> **WHAT TO DO**
Beginning with the line that includes "equation did not" and ending with the last line of the listing below, write out each line exactly, with no other output.
- - - - -
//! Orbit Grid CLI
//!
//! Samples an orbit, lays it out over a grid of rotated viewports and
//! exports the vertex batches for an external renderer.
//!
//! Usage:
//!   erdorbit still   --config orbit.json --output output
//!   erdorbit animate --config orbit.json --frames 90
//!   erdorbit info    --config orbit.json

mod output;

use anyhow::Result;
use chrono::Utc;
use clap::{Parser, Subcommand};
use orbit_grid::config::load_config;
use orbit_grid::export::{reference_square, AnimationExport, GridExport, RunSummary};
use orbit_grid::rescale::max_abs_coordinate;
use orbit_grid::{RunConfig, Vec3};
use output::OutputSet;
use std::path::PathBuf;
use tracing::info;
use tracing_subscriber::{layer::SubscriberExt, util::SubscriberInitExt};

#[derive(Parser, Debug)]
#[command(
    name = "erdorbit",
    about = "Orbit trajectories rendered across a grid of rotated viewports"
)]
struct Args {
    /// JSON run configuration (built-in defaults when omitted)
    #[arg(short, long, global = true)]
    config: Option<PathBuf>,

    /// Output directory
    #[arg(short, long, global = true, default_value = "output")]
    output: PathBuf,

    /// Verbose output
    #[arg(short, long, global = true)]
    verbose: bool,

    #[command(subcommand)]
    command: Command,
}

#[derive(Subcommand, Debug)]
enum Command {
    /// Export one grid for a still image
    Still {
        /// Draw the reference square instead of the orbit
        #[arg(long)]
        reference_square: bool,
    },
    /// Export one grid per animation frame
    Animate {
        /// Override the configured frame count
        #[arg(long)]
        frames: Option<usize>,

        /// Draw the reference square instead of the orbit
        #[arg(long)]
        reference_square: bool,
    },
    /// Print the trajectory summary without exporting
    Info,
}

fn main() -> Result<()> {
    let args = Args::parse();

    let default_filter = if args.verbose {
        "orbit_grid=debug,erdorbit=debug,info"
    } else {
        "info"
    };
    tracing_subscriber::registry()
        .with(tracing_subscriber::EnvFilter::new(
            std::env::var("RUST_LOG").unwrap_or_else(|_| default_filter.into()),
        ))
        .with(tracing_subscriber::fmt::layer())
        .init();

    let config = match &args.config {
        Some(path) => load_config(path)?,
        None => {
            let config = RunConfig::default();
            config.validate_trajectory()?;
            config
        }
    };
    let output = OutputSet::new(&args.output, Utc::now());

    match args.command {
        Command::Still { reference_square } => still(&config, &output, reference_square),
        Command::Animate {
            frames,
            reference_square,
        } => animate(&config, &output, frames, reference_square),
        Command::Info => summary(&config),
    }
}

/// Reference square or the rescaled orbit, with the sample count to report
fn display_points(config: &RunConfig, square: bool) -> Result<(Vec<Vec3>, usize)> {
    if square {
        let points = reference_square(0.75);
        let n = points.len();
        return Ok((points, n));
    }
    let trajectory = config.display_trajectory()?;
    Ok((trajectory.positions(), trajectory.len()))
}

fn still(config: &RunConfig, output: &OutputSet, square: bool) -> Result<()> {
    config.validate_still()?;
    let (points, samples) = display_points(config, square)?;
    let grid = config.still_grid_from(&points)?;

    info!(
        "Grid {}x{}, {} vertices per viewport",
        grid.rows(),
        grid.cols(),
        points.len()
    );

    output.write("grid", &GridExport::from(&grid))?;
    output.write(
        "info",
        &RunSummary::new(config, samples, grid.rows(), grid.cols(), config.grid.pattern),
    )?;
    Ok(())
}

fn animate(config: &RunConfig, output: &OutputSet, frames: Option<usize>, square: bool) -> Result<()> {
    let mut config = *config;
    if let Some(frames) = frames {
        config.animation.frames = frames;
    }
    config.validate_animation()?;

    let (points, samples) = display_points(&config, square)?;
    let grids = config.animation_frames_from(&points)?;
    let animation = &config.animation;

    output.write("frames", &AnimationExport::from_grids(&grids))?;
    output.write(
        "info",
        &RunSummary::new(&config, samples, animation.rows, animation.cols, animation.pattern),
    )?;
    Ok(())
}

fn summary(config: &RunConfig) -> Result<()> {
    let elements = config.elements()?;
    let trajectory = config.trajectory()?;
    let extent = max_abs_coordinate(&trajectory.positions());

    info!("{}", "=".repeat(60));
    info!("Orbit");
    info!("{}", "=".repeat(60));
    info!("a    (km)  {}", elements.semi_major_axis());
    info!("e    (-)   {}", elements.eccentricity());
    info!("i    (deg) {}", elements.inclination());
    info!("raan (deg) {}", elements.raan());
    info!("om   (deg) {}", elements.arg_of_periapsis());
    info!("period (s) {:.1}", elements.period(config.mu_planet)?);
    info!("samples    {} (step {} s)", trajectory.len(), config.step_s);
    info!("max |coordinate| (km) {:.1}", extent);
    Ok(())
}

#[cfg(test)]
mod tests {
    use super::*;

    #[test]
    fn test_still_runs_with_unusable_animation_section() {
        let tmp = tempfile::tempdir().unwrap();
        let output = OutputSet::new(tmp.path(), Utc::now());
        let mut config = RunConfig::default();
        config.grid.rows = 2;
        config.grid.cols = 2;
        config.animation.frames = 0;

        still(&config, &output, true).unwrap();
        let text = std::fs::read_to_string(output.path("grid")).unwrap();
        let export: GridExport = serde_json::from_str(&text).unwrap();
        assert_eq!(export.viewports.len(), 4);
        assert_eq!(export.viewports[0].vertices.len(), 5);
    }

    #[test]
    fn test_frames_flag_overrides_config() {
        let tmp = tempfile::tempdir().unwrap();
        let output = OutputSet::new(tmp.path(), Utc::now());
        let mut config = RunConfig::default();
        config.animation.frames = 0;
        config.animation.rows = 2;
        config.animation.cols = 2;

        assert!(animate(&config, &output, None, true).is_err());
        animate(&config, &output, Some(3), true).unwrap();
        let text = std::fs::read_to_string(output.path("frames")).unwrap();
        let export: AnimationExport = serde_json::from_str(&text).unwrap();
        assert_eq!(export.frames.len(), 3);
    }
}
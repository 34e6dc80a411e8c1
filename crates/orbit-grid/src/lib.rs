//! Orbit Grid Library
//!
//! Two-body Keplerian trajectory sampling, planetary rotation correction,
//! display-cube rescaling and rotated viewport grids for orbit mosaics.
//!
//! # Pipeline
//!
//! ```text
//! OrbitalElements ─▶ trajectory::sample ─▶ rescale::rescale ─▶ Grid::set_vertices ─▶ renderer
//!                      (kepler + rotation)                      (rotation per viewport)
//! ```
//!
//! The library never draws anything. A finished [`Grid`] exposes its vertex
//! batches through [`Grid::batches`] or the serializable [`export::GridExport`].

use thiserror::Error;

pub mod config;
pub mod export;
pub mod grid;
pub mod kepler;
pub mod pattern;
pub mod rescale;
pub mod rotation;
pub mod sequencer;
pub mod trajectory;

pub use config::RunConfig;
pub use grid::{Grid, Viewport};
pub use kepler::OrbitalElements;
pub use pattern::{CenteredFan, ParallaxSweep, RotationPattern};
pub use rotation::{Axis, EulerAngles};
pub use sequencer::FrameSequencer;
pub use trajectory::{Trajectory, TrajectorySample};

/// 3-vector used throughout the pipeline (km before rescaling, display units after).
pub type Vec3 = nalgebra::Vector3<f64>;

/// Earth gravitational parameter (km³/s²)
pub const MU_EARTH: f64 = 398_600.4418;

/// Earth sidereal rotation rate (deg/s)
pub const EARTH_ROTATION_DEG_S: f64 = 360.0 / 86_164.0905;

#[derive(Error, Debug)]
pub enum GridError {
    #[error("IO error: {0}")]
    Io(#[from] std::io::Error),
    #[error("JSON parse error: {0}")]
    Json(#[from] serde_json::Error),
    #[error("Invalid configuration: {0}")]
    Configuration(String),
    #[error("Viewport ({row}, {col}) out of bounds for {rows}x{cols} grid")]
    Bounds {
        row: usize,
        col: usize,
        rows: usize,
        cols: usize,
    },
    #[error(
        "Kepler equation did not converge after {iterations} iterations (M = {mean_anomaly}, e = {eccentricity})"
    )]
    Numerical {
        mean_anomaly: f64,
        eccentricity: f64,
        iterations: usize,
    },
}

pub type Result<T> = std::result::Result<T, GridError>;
- - - - -
> **ANSWER FOR THE TASK**
        "Kepler equation did not converge after {iterations} iterations (M = {mean_anomaly}, e = {eccentricity})"
    )]
    Numerical {
        mean_anomaly: f64,
        eccentricity: f64,
        iterations: usize,
    },
}

pub type Result<T> = std::result::Result<T, GridError>;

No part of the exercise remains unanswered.